Разве его мать не лучше всех на свете? Она вкуснее всех саламат готовит, красиво вышивает. Сама соседок в юрту зазывает, чтобы они свои тяжелые думы веселыми песнями разогнали. Для всех у матери ласковое слово есть. Все ее в улусе любят. А отец не такой. Доржи помнит, как о нем сказал дядя Хэшэгтэ: «Простых казаков не обижает, но и перед начальством особенно за них не заступается». Отец и на хуре играть не умеет, а когда говорит — хоть неделю слушай, ни одной пословицы не дождешься. Но тут Доржи вспомнил, как отец орла убил. Так, пожалуй, никто в улусе стрелять не умеет, и верхом он лучше всех ездит. Нет, отец тоже хороший. Он сильный и храбрый. Но мать Доржи теперь любит больше. Не над® только, чтобы отец узнал об этом…

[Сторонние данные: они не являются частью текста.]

/// The local client currently eligible for remote-to-local forwards
///
/// Overwritten by every local datagram; never merged.
#[derive(Debug, Clone, Copy, Default, PartialEq, Eq)]
pub struct ClientBinding(Option<ProcessId>);

impl ClientBinding {
    /// Record `sender` as the bound client
    ///
    /// The kernel identity leaves the binding absent.
    pub fn bind(&mut self, sender: ProcessId) {
        self.0 = sender.is_addressable().then_some(sender);
    }

    /// Forget the bound client
    pub fn clear(&mut self) {
        self.0 = None;
    }

    /// The bound client, if any
    #[must_use]
    pub fn current(&self) -> Option<ProcessId> {
        self.0
    }
}

/// Work item for the relay task
#[derive(Debug)]
pub(crate) enum RelayCommand {
    /// Datagram from a local client
    Local {
        payload: Vec<u8>,
        sender: ProcessId,
    },
    /// Message from the remote processor
    Remote { payload: Vec<u8> },
    /// Stop after everything queued before this command
    Shutdown,
}

/// What the relay did with one notification
#[derive(Debug)]
pub enum RelayOutcome {
    /// Sent on to the other channel
    Forwarded,
    /// Kept in the last-message buffer only (no client bound)
    Buffered,
    /// Not delivered; the error says why
    Dropped(RelayError),
}

impl RelayOutcome {
    /// Whether the message reached the other channel
    #[must_use]
    pub fn is_forwarded(&self) -> bool {
        matches!(self, Self::Forwarded)
    }
}

/// Snapshot of relay counters
#[derive(Debug, Clone, Copy, Default, PartialEq, Eq)]
pub struct RelayStats {
    /// Datagrams received from local clients
    pub local_received: u64,
    /// Local datagrams sent on to the remote processor
    pub forwarded_to_remote: u64,
    /// Messages received from the remote processor
    pub remote_received: u64,
    /// Remote messages unicast to the bound client
    pub forwarded_to_local: u64,
    /// Local datagrams dropped for exceeding the remote MTU
    pub dropped_oversize: u64,
    /// Remote messages that arrived with no client bound
    pub no_bound_client: u64,
    /// Remote messages cut to the buffer capacity
    pub truncated: u64,
    /// Failed sends on either channel
    pub send_failures: u64,
}

#[derive(Debug, Default)]
struct StatsCounters {
    local_received: AtomicU64,
    forwarded_to_remote: AtomicU64,
    remote_received: AtomicU64,
    forwarded_to_local: AtomicU64,
    dropped_oversize: AtomicU64,
    no_bound_client: AtomicU64,
    truncated: AtomicU64,
    send_failures: AtomicU64,
}

impl StatsCounters {
    fn bump(counter: &AtomicU64) {
        counter.fetch_add(1, Ordering::Relaxed);
    }

    fn snapshot(&self) -> RelayStats {
        RelayStats {
            local_received: self.local_received.load(Ordering::Relaxed),
            forwarded_to_remote: self.forwarded_to_remote.load(Ordering::Relaxed),
            remote_received: self.remote_received.load(Ordering::Relaxed),
            forwarded_to_local: self.forwarded_to_local.load(Ordering::Relaxed),
            dropped_oversize: self.dropped_oversize.load(Ordering::Relaxed),
            no_bound_client: self.no_bound_client.load(Ordering::Relaxed),
            truncated: self.truncated.load(Ordering::Relaxed),
            send_failures: self.send_failures.load(Ordering::Relaxed),
        }
    }
}

/// State of one established pairing
///
/// Exclusively owned by the relay task. The binding sits behind a lock so
/// handles can observe it; only this struct writes it.
pub struct RelayState {
    endpoint: String,
    remote: Arc<dyn RemoteChannel>,
    local: Arc<dyn LocalChannel>,
    binding: Arc<Mutex<ClientBinding>>,
    last_message: Arc<LastMessageBuffer>,
    stats: Arc<StatsCounters>,
    released: bool,
}

impl RelayState {
    /// Handle a datagram from local client `sender`
    ///
    /// The binding is updated first, whatever happens to the payload.
    /// Payloads over the remote MTU are dropped before transmission.
    pub async fn on_local_message(&mut self, payload: &[u8], sender: ProcessId) -> RelayOutcome {
        if self.released {
            return RelayOutcome::Dropped(RelayError::TornDown);
        }

        StatsCounters::bump(&self.stats.local_received);
        self.binding.lock().bind(sender);
        debug!(pid = %sender, len = payload.len(), "Received from local client");

        let mtu = self.remote.mtu();
        if payload.len() > mtu {
            StatsCounters::bump(&self.stats.dropped_oversize);
            warn!(
                pid = %sender,
                len = payload.len(),
                mtu = mtu,
                "Message too long for remote, dropped"
            );
            return RelayOutcome::Dropped(RelayError::PayloadTooLarge {
                len: payload.len(),
                mtu,
            });
        }

        match self.remote.send(payload).await {
            Ok(()) => {
                StatsCounters::bump(&self.stats.forwarded_to_remote);
                debug!(len = payload.len(), mtu = mtu, "Forwarded to remote");
                RelayOutcome::Forwarded
            }
            Err(e) => {
                let err = RelayError::from_send(e);
                if matches!(err, RelayError::PayloadTooLarge { .. }) {
                    StatsCounters::bump(&self.stats.dropped_oversize);
                } else {
                    StatsCounters::bump(&self.stats.send_failures);
                }
                warn!(error = %err, "Remote send failed");
                RelayOutcome::Dropped(err)
            }
        }
    }

    /// Handle a message from the remote processor
    ///
    /// The message always lands in the last-message buffer (truncated to its
    /// capacity). It is unicast in full to the bound client, if there is one.
    pub async fn on_remote_message(&mut self, payload: &[u8]) -> RelayOutcome {
        if self.released {
            return RelayOutcome::Dropped(RelayError::TornDown);
        }

        StatsCounters::bump(&self.stats.remote_received);
        let stored = self.last_message.write(payload);
        if stored < payload.len() {
            StatsCounters::bump(&self.stats.truncated);
            debug!(
                len = payload.len(),
                stored = stored,
                "Remote message truncated in buffer"
            );
        }

        let bound = self.binding.lock().current();
        let Some(client) = bound else {
            StatsCounters::bump(&self.stats.no_bound_client);
            info!(len = payload.len(), "No local client bound, message buffered only");
            return RelayOutcome::Buffered;
        };

        match self.local.send(payload, client).await {
            Ok(()) => {
                StatsCounters::bump(&self.stats.forwarded_to_local);
                debug!(pid = %client, len = payload.len(), "Forwarded to local client");
                RelayOutcome::Forwarded
            }
            Err(e) => {
                StatsCounters::bump(&self.stats.send_failures);
                warn!(pid = %client, error = %e, "Local send failed");
                RelayOutcome::Dropped(RelayError::TransportSendFailure(e))
            }
        }
    }

    /// Release both channels and clear the binding; idempotent
    ///
    /// The last-message buffer keeps its content for readers to drain.
    pub async fn teardown(&mut self) {
        if self.released {
            return;
        }
        self.released = true;
        self.binding.lock().clear();
        self.local.release().await;
        self.remote.release().await;
        info!(endpoint = %self.endpoint, "Relay channels released");
    }

    /// The currently bound client
    #[must_use]
    pub fn binding(&self) -> Option<ProcessId> {
        self.binding.lock().current()
    }

    /// Whether the channels have been released
    #[must_use]
    pub fn is_released(&self) -> bool {
        self.released
    }
}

Доржи снова пытается уснуть, но мысли словно нарочно тормошат его. Ему вспомнился разговор с Ухинхэном: «Нойоном будешь?» Может быть, и мать думает, что Доржи станет недобрым человеком, и только молчит, чтобы не обидеть сына перед дальней дорогой. Мальчику захотелось подойти к матери, шепнуть ей на ухо: «Мама, напрасно дядя Ухинхэн говорит, что я нойоном хочу стать. Не будут меня люди цепной собакой ругать, как дядю Цоктоева. Никогда не стану таким, как он. Я вместе с дядей Ухинхэном всем буду помогать выбираться из темной ямы».
Доржи вспоминает раннее детство. Ему три или четыре года. Он перекидывает с ладошки на ладошку горячую баранью почку, впивается в нее зубами… Вот он на коленях у матери. Хочется спать, но хочется слушать песни молодых соседок. Он поднимает глаза на мать, в ее маленьком ухе блестит золотая сережка. Вторая серьга — большая и яркая — висит почему-то поодаль. Он протягивает руки, чтобы взять эту серьгу, и не может дотянуться. Потом, когда стал постарше, понял, что это был, наверно, завиток молодой луны.
Пройдут годы… И вот он возвратится из далекой Казани, перешагнет порог отцовской юрты. «Мама, мама… как поседела твоя голова». — «Оттого, Доржи, — ответит мать, — что дни и ночи горевала я о тебе…» Нет, совсем не так встретит мать: «Как хорошо, что ты вернулся таким сильным и умным, родной мой Доржи! Каким большим ты стал, милый мальчик. Нагнись, я поцелую тебя».